Mark Goldstein
Survivor
Men are not supposed to get breast cancer, so the lump under my left nipple went unchallenged for about three months. Not until it had succeeded in pulling in my left nipple did it get a small amount of curiosity.
Having gone to a dermatologist for a number of years to treat several skin cancers, my first stop was to this doctor. Oddly enough, it had been the skin cancers that had shaken my feeling of indestructibility. My dermatologist would not make the call as to the nature of the lump. How lucky we were that he didn’t feel the need to maintain his self-esteem with a quick diagnosis.
The next doctor we visited suggested a mammogram, and we accepted the challenge. Not being “richly endowed,” there was much pulling, squeezing, and apologizing as the reluctant breast was forced into submission. The result, other than my increased empathy, was inconclusive as to the nature of the lump. We next consulted a local surgeon, whose familiarity with breast cancer was limited to women, but whose enthusiasm to proceed was boundless.
We moved on in search of expertise, still trying to balance the seeming contradiction of being a man and yet possibly developing a female disease. We found ourselves in New York City with a female surgeon who specialized in breast cancer and had significant experience with breast cancer in men. She offered a pre-operation biopsy but suggested that we just might as well go ahead with a surgical procedure to remove the lump and if it turned out to be malignant, perform whatever degree of removal was appropriate.

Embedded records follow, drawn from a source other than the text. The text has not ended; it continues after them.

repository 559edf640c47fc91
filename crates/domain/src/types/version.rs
//! Version bookkeeping

use serde::{Deserialize, Serialize};

use crate::constants::UNKNOWN_VERSION;

/// Recorded vs. installed version for one startup.
#[derive(Debug, Clone, Copy, PartialEq, Eq, Serialize, Deserialize)]
pub struct VersionRecord {
    /// Version persisted by the previous successful startup (0 if never set).
    pub last_recorded: u32,
    /// Version read from package metadata; 0 when it could not be read.
    pub current_installed: u32,
}

impl VersionRecord {
    pub fn new(last_recorded: u32, current_installed: u32) -> Self {
        Self { last_recorded, current_installed }
    }

    /// Whether the installed version is known.
    pub fn is_known(&self) -> bool {
        self.current_installed != UNKNOWN_VERSION
    }

    /// True when a versioned migration has to run.
    pub fn needs_migration(&self) -> bool {
        self.is_known() && self.last_recorded != self.current_installed
    }
}
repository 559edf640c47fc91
//! Platform adapters
//!
//! - `ManifestPackageMetadata`: installed version code from a TOML manifest
//! - `ProcessCatalog`: running processes as seen by `sysinfo`

pub mod package_manifest;
pub mod process_catalog;

pub use package_manifest::ManifestPackageMetadata;
pub use process_catalog::ProcessCatalog;
//! Application constants
//!
//! Centralized location for preference keys, thresholds and default
//! intervals used throughout the startup sequence.

use std::time::Duration;

// Version bookkeeping
pub const PREF_CURRENT_VERSION: &str = "current_version";
/// Versions above this one always have a storage file on disk.
pub const STABLE_STORAGE_VERSION: u32 = 135;
/// Sentinel for "installed version unknown".
pub const UNKNOWN_VERSION: u32 = 0;

// Preference keys touched during startup
pub const PREF_SYNC_ONGOING: &str = "sync_ongoing";
pub const PREF_SYNC_INTERVAL: &str = "sync_interval_seconds";
pub const PREF_TASK_KILLER_NOTICE_DISMISSED: &str = "task_killer_notice_dismissed";
pub const PREF_DEFAULT_URGENCY: &str = "default_urgency";
pub const PREF_DEFAULT_IMPORTANCE: &str = "default_importance";
pub const PREF_DEFAULT_REMINDER_MINUTES: &str = "default_reminder_minutes";
pub const PREF_NIGHTLY_REMINDERS: &str = "nightly_reminders";

// Sync interval bounds enforced by normalization
pub const MIN_SYNC_INTERVAL_SECS: i64 = 300;
pub const MAX_SYNC_INTERVAL_SECS: i64 = 86_400;

// Scheduled job keys
pub const JOB_WIDGET_REFRESH: &str = "widget-refresh";
pub const JOB_REMOTE_SYNC: &str = "remote-sync";
pub const JOB_BACKUP_SNAPSHOT: &str = "backup-snapshot";

// Default intervals
pub const WIDGET_UPDATE_INTERVAL: Duration = Duration::from_secs(30 * 60);
pub const DEFAULT_SYNC_INTERVAL_SECS: u64 = 3_600;
pub const DEFAULT_BACKUP_INTERVAL_SECS: u64 = 24 * 3_600;
pub const DEFAULT_BACKUP_RETENTION: usize = 7;

// Advisory scan
/// Permission requested by utilities that kill other applications' processes.
pub const PERMISSION_RESTART_PACKAGES: &str = "restart-packages";
/// Packages shipped with the platform are never reported.
pub const SYSTEM_PACKAGE_PREFIX: &str = "com.android";

// Analytics
pub const EVENT_LOST_DATA_RESTORED: &str = "lost-data-restored";
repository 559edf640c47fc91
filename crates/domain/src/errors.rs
//! Error types used throughout the application

use serde::{Deserialize, Serialize};
use thiserror::Error;

/// Main error type for Liftoff
#[derive(Error, Debug, Clone, PartialEq, Eq, Serialize, Deserialize)]
#[serde(tag = "type", content = "message")]
pub enum LiftoffError {
    #[error("Storage error: {0}")]
    Storage(String),

    #[error("Configuration error: {0}")]
    Config(String),

    #[error("Platform error: {0}")]
    Platform(String),

    #[error("Backup error: {0}")]
    Backup(String),

    #[error("Migration error: {0}")]
    Migration(String),

    #[error("Scheduling error: {0}")]
    Scheduling(String),

    #[error("Not found: {0}")]
    NotFound(String),

    #[error("Invalid input: {0}")]
    InvalidInput(String),

    #[error("Internal error: {0}")]
    Internal(String),
}

impl LiftoffError {
    /// Stable lowercase label for logs and error-report tags.
    pub fn label(&self) -> &'static str {
        match self {
            Self::Storage(_) => "storage",
            Self::Config(_) => "config",
            Self::Platform(_) => "platform",
            Self::Backup(_) => "backup",
            Self::Migration(_) => "migration",
            Self::Scheduling(_) => "scheduling",
            Self::NotFound(_) => "not_found",
            Self::InvalidInput(_) => "invalid_input",
            Self::Internal(_) => "internal",
        }
    }
}

/// Result type alias for Liftoff operations
pub type Result<T> = std::result::Result<T, LiftoffError>;
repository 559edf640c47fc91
//! Infrastructure error conversions

pub mod conversions;

pub use conversions::InfraError;
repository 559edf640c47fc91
//! Liftoff - runs the startup sequence, then keeps background jobs alive
//! until Ctrl-C.

use anyhow::Context;
use liftoff_domain::Config;
use liftoff_infra::config;
use liftoff_lib::utils::logging::init_tracing;
use liftoff_lib::AppContext;

#[tokio::main]
async fn main() -> anyhow::Result<()> {
    // Before config loading so `.env` can supply LIFTOFF_* variables
    let dotenv = dotenvy::dotenv();

    let (config, config_error) = match config::load() {
        Ok(config) => (config, None),
        Err(err) => (Config::default(), Some(err)),
    };

    init_tracing(&config.logging).context("failed to initialize logging")?;

    match dotenv {
        Ok(path) => tracing::info!(path = %path.display(), "dotenv.loaded"),
        Err(err) => tracing::debug!(error = %err, "dotenv.not_loaded"),
    }
    if let Some(err) = config_error {
        tracing::warn!(error = %err, "config.using_defaults");
    }

    let context = AppContext::new(config).await.context("failed to build application context")?;
    context.start().await;

    tracing::info!("liftoff.ready");
    tokio::signal::ctrl_c().await.context("failed to listen for ctrl-c")?;

    tracing::info!("liftoff.stopping");
    context.shutdown().await.context("shutdown failed")?;
    Ok(())
}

We agreed, encouraging her to leave as much muscle as possible, in order to retain physical mobility. With family wishing me well, with the worst as a possibility but with spirits high, I went into the operating room.
It was May 1988. I awoke one breast light but the heaviness of the future was still to be revealed in an assessment of the lymph nodes. The answer came the next day but not without much anxiety, apprehension and foreboding. How hard we were going to have to fight. They were negative! We still had a battle on our hands and that’s the battle with self. Contradiction had now been replaced by shock. How could I, a man, have developed a woman’s disease and what did the future hold?

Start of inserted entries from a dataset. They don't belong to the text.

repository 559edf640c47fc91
//! Ordered migration runner.

use std::sync::Arc;

use liftoff_domain::{AppEnvironment, LiftoffError, Result};
use tracing::{debug, info, warn};

use super::ports::{Migration, Normalization};
use crate::observability_ports::ErrorReporter;

/// A migration together with the version that introduced it.
#[derive(Clone)]
pub struct MigrationStep {
    pub threshold: u32,
    pub migration: Arc<dyn Migration>,
}

impl MigrationStep {
    /// Whether upgrading from `old` to `new` crosses this step.
    pub fn applies(&self, old: u32, new: u32) -> bool {
        old < self.threshold && self.threshold <= new
    }
}

impl std::fmt::Debug for MigrationStep {
    fn fmt(&self, f: &mut std::fmt::Formatter<'_>) -> std::fmt::Result {
        f.debug_struct("MigrationStep")
            .field("threshold", &self.threshold)
            .field("migration", &self.migration.name())
            .finish()
    }
}

/// Applies versioned migrations and the secondary normalization pass.
pub struct UpgradeRunner {
    steps: Vec<MigrationStep>,
    normalizations: Vec<Arc<dyn Normalization>>,
    reporter: Arc<dyn ErrorReporter>,
}

impl UpgradeRunner {
    pub fn new(reporter: Arc<dyn ErrorReporter>) -> Self {
        Self { steps: Vec::new(), normalizations: Vec::new(), reporter }
    }

    /// Register a migration introduced by version `threshold`.
    ///
    /// Steps are kept sorted by threshold; equal thresholds keep
    /// registration order.
    pub fn with_step(mut self, threshold: u32, migration: Arc<dyn Migration>) -> Self {
        self.steps.push(MigrationStep { threshold, migration });
        self.steps.sort_by_key(|step| step.threshold);
        self
    }

    pub fn with_normalization(mut self, normalization: Arc<dyn Normalization>) -> Self {
        self.normalizations.push(normalization);
        self
    }

    /// Steps crossed by an upgrade from `old` to `new`, ascending.
    pub fn pending_steps(&self, old: u32, new: u32) -> impl Iterator<Item = &MigrationStep> {
        self.steps.iter().filter(move |step| step.applies(old, new))
    }

    /// Apply every step crossed between `old` and `new`.
    ///
    /// Stops at the first failure; the caller must then leave the recorded
    /// version untouched. Returns the number of applied steps.
    pub async fn apply_versioned_migration(&self, old: u32, new: u32) -> Result<usize> {
        let mut applied = 0;
        for step in self.pending_steps(old, new) {
            let name = step.migration.name();
            debug!(threshold = step.threshold, step = name, "startup.migration.step_begin");

            step.migration.apply().await.map_err(|err| {
                LiftoffError::Migration(format!(
                    "step {} ({name}) failed: {err}",
                    step.threshold
                ))
            })?;

            info!(threshold = step.threshold, step = name, "startup.migration.step_applied");
            applied += 1;
        }
        Ok(applied)
    }

    /// Run every normalization; failures are reported and skipped.
    ///
    /// Returns the names of the normalizations that failed.
    pub async fn apply_secondary_normalization(&self, environment: &AppEnvironment) -> Vec<String> {
        let mut failed = Vec::new();
        for normalization in &self.normalizations {
            if let Err(err) = normalization.apply(environment).await {
                warn!(step = normalization.name(), error = %err, "startup.normalization.failed");
                self.reporter.report_error("startup-normalization", &err);
                failed.push(normalization.name().to_string());
            }
        }
        failed
    }
}

#[cfg(test)]
mod tests {
    use async_trait::async_trait;
    use parking_lot::Mutex;

    use super::*;

    struct Recording {
        name: String,
        log: Arc<Mutex<Vec<String>>>,
        fail: bool,
    }

    #[async_trait]
    impl Migration for Recording {
        fn name(&self) -> &str {
            &self.name
        }

        async fn apply(&self) -> Result<()> {
            self.log.lock().push(self.name.clone());
            if self.fail {
                return Err(LiftoffError::Storage("disk full".into()));
            }
            Ok(())
        }
    }

    struct SilentReporter;

    impl ErrorReporter for SilentReporter {
        fn report_error(&self, _tag: &str, _error: &(dyn std::error::Error + 'static)) {}
    }

    fn step(name: &str, log: &Arc<Mutex<Vec<String>>>, fail: bool) -> Arc<dyn Migration> {
        Arc::new(Recording { name: name.into(), log: Arc::clone(log), fail })
    }

    #[test]
    fn threshold_is_exclusive_below_and_inclusive_above() {
        let log = Arc::new(Mutex::new(Vec::new()));
        let step = MigrationStep { threshold: 120, migration: step("x", &log, false) };

        assert!(step.applies(119, 120));
        assert!(!step.applies(120, 135));
        assert!(!step.applies(100, 119));
    }

    #[tokio::test]
    async fn steps_run_in_threshold_order_regardless_of_registration() {
        let log = Arc::new(Mutex::new(Vec::new()));
        let runner = UpgradeRunner::new(Arc::new(SilentReporter))
            .with_step(130, step("c", &log, false))
            .with_step(110, step("a", &log, false))
            .with_step(120, step("b", &log, false));

        let applied = runner.apply_versioned_migration(100, 135).await.expect("migrates");

        assert_eq!(applied, 3);
        assert_eq!(*log.lock(), vec!["a", "b", "c"]);
    }

    #[tokio::test]
    async fn failure_stops_later_steps() {
        let log = Arc::new(Mutex::new(Vec::new()));
        let runner = UpgradeRunner::new(Arc::new(SilentReporter))
            .with_step(110, step("a", &log, false))
            .with_step(120, step("b", &log, true))
            .with_step(130, step("c", &log, false));

        let err = runner.apply_versioned_migration(100, 135).await.expect_err("fails");

        assert!(matches!(err, LiftoffError::Migration(ref msg) if msg.contains("step 120 (b)")));
        assert_eq!(*log.lock(), vec!["a", "b"]);
    }

    #[tokio::test]
    async fn downgrade_applies_nothing() {
        let log = Arc::new(Mutex::new(Vec::new()));
        let runner =
            UpgradeRunner::new(Arc::new(SilentReporter)).with_step(110, step("a", &log, false));

        assert_eq!(runner.apply_versioned_migration(135, 100).await.expect("ok"), 0);
        assert!(log.lock().is_empty());
    }
}
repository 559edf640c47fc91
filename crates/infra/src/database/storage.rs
//! SQLite storage engine

use std::sync::Arc;

use async_trait::async_trait;
use liftoff_core::StorageEngine;
use liftoff_domain::Result;
use tracing::{debug, info};

use super::manager::DbManager;
use crate::errors::conversions::to_domain;

/// The task database as seen by the startup sequence.
pub struct SqliteStorage {
    name: String,
    db: Arc<DbManager>,
}

impl SqliteStorage {
    pub fn new(name: impl Into<String>, db: Arc<DbManager>) -> Self {
        Self { name: name.into(), db }
    }
}

#[async_trait]
impl StorageEngine for SqliteStorage {
    fn name(&self) -> &str {
        &self.name
    }

    async fn open_for_writing(&self) -> Result<()> {
        let db = Arc::clone(&self.db);
        tokio::task::spawn_blocking(move || db.run_migrations()).await.map_err(to_domain)??;
        info!(db_path = %self.db.path().display(), "storage.opened");
        Ok(())
    }

    async fn cleanup(&self) -> Result<()> {
        let db = Arc::clone(&self.db);
        let (tasks, reminders, alarms) = tokio::task::spawn_blocking(move || -> Result<_> {
            let mut conn = db.get_connection()?;
            let tx = conn.transaction().map_err(to_domain)?;

            let tasks = tx
                .execute(
                    "DELETE FROM tasks WHERE deleted_at IS NOT NULL OR trim(title) = ''",
                    [],
                )
                .map_err(to_domain)?;
            let reminders = tx
                .execute(
                    "DELETE FROM reminders WHERE task_id IN \
                     (SELECT id FROM tasks WHERE completed_at IS NOT NULL)",
                    [],
                )
                .map_err(to_domain)?;
            let alarms = tx
                .execute(
                    "DELETE FROM alarms WHERE task_id IN \
                     (SELECT id FROM tasks WHERE completed_at IS NOT NULL)",
                    [],
                )
                .map_err(to_domain)?;

            tx.commit().map_err(to_domain)?;
            conn.execute_batch("PRAGMA optimize;").map_err(to_domain)?;
            Ok((tasks, reminders, alarms))
        })
        .await
        .map_err(to_domain)??;

        debug!(tasks, reminders, alarms, "storage.cleanup.completed");
        Ok(())
    }
}

#[cfg(test)]
mod tests {
    use liftoff_domain::AppEnvironment;
    use tempfile::TempDir;

    use super::*;

    fn storage(dir: &TempDir) -> SqliteStorage {
        SqliteStorage::new("tasks.db", Arc::new(DbManager::new(dir.path().join("tasks.db"), 2)))
    }

    #[tokio::test]
    async fn open_creates_the_storage_file() {
        let dir = TempDir::new().expect("temp dir");
        let storage = storage(&dir);
        let env = AppEnvironment {
            package_id: "com.liftoff.tasks".into(),
            data_dir: dir.path().to_path_buf(),
            backup_dir: dir.path().join("backups"),
            restricted_build: false,
        };

        assert!(!storage.path_exists(&env));
        storage.open_for_writing().await.expect("opens");
        assert!(storage.path_exists(&env));
    }

    #[tokio::test]
    async fn cleanup_drops_deleted_and_blank_tasks_and_stale_reminders() {
        let dir = TempDir::new().expect("temp dir");
        let storage = storage(&dir);
        storage.open_for_writing().await.expect("opens");

        {
            let conn = storage.db.get_connection().expect("connection");
            conn.execute_batch(
                "INSERT INTO tasks (id, title) VALUES (1, 'keep');
                 INSERT INTO tasks (id, title, deleted_at) VALUES (2, 'gone', 10);
                 INSERT INTO tasks (id, title) VALUES (3, '   ');
                 INSERT INTO tasks (id, title, completed_at) VALUES (4, 'done', 20);
                 INSERT INTO reminders (task_id, fire_at) VALUES (1, 100), (4, 200);",
            )
            .expect("seed");
        }

        storage.cleanup().await.expect("cleanup");

        let conn = storage.db.get_connection().expect("connection");
        let tasks: i64 =
            conn.query_row("SELECT COUNT(*) FROM tasks", [], |row| row.get(0)).expect("count");
        let mut stmt = conn.prepare("SELECT task_id FROM reminders").expect("prepare");
        let reminders: Vec<i64> = stmt
            .query_map([], |row| row.get(0))
            .expect("query")
            .collect::<rusqlite::Result<_>>()
            .expect("reminders");
        assert_eq!(tasks, 2);
        assert_eq!(reminders, vec![1]);
    }
}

I was released from the hospital in about a day and a half. That afternoon my wife, Joanie, stuck her head out the front door and exclaimed, “Mark, what on earth are you doing mowing the lawn?” Hanging drainage bottles and all, I answered, “It needed cutting!” That was my first act of defiance, not to be my last, to breast cancer. I believe that you take your personality with you into the battle against disease. Having been aggressive, determined and realistic before breast cancer, we realized that it would serve us equally well after the revelation. The disease gets no more than it deserves, not an inch.
Who says you lose control over your life after disease? Why, you have lots of decisions to make! For as many doctors as we visited, we got a different set of recommendations. I decided on chemo and radiation. I did not do well on the treatment. It happened! I started in June 1988 and finished in January 1989. What happened in between was sometimes difficult, sometimes frustrating but, most of the time, manageable. And with the advances in approaches and therapies, today it’s even more manageable. My second act of defiance was not missing a day of work due to the treatments. My frequent flyer mileage continued to grow.

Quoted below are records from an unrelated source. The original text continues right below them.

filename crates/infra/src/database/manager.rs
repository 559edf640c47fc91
//! Database connection manager backed by an r2d2 SQLite pool.
//!
//! The pool is created lazily on the first connection request so that the
//! storage file is never touched before the startup sequence has decided
//! whether it must be restored from a backup.

use std::path::{Path, PathBuf};

use liftoff_domain::Result;
use parking_lot::Mutex;
use r2d2::{Pool, PooledConnection};
use r2d2_sqlite::SqliteConnectionManager;
use rusqlite::params;
use tracing::info;

use crate::errors::conversions::to_domain;

pub type SqlitePool = Pool<SqliteConnectionManager>;
pub type SqliteConnection = PooledConnection<SqliteConnectionManager>;

const SCHEMA_VERSION: i32 = 1;
const SCHEMA_SQL: &str = include_str!("schema.sql");

/// Database manager that owns the lazily created pool.
pub struct DbManager {
    path: PathBuf,
    pool_size: u32,
    pool: Mutex<Option<SqlitePool>>,
}

impl DbManager {
    /// Create a manager for `db_path`. No connection is opened yet.
    pub fn new<P: AsRef<Path>>(db_path: P, pool_size: u32) -> Self {
        Self { path: db_path.as_ref().to_path_buf(), pool_size: pool_size.max(1), pool: Mutex::new(None) }
    }

    /// Return the configured database path.
    pub fn path(&self) -> &Path {
        &self.path
    }

    /// Whether a pool has been created.
    pub fn is_open(&self) -> bool {
        self.pool.lock().is_some()
    }

    /// Borrow the pool, creating it (and the storage file) on first use.
    pub fn pool(&self) -> Result<SqlitePool> {
        let mut slot = self.pool.lock();
        if let Some(pool) = slot.as_ref() {
            return Ok(pool.clone());
        }

        if let Some(parent) = self.path.parent().filter(|p| !p.as_os_str().is_empty()) {
            std::fs::create_dir_all(parent).map_err(to_domain)?;
        }

        let manager = SqliteConnectionManager::file(&self.path).with_init(|conn| {
            conn.execute_batch("PRAGMA foreign_keys = ON; PRAGMA busy_timeout = 5000;")
        });
        let pool = Pool::builder().max_size(self.pool_size).build(manager).map_err(to_domain)?;

        info!(
            db_path = %self.path.display(),
            max_connections = self.pool_size,
            "database.pool_initialised"
        );

        *slot = Some(pool.clone());
        Ok(pool)
    }

    /// Acquire a connection from the pool.
    pub fn get_connection(&self) -> Result<SqliteConnection> {
        self.pool()?.get().map_err(to_domain)
    }

    /// Ensure the full schema exists on the current database.
    pub fn run_migrations(&self) -> Result<()> {
        let conn = self.get_connection()?;
        conn.execute_batch(SCHEMA_SQL).map_err(to_domain)?;
        conn.execute(
            "INSERT OR IGNORE INTO schema_version (version, applied_at) VALUES (?, CAST(strftime('%s','now') AS INTEGER))",
            params![SCHEMA_VERSION],
        )
        .map_err(to_domain)?;
        Ok(())
    }

    /// Drop the pool so the storage file can be replaced on disk.
    pub fn close(&self) {
        if self.pool.lock().take().is_some() {
            info!(db_path = %self.path.display(), "database.pool_closed");
        }
    }

    /// Perform a health check to verify database connectivity.
    pub fn health_check(&self) -> Result<()> {
        let conn = self.get_connection()?;
        conn.query_row("SELECT 1", params![], |row| row.get::<_, i32>(0)).map_err(to_domain)?;
        Ok(())
    }
}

About a year after the operation, I became the menu selection for what in the past would have been an innocent insect bite. Unemphasized and unrecognized, my left arm, depleted of some 17 lymph nodes, proceeded to turn red and double in size. A week of intravenous controlled the infection but I was left with Lymphedema. To this day, the daily routine of compression sleeve and awareness go on.
Much has been said about the changes that take place in one’s life after you have confronted a life-threatening disease. The elevation of only important issues coupled with the diminution of trivia. Reprioritization is a noteworthy objective. Who would have thought, that in the fourth quarter of my life, a disease would give me an opportunity to directly and positively influence the future of my fellow human beings. If I had announced to the world that I had developed prostate or testicular cancer, that information would likely have been greeted with a cumulative yawn. Ah, but a man with a woman’s disease, now that’s something else! Bah humbug to any thought that this is an assault on my masculinity. This is a platform from which my advocacy on behalf of awareness and a cure can and does reach a wider audience.
Not a day passes that I do not think of breast cancer. And that’s by design. With the sponsorship of New Balance Athletic Shoes and the wonderful reception from most (unfortunately not all) of the Race for the Cure® locations, I plan my days, months and years around the opportunity to run in as many races as I can.Who would have ever thought I would have felt so good In the Pink?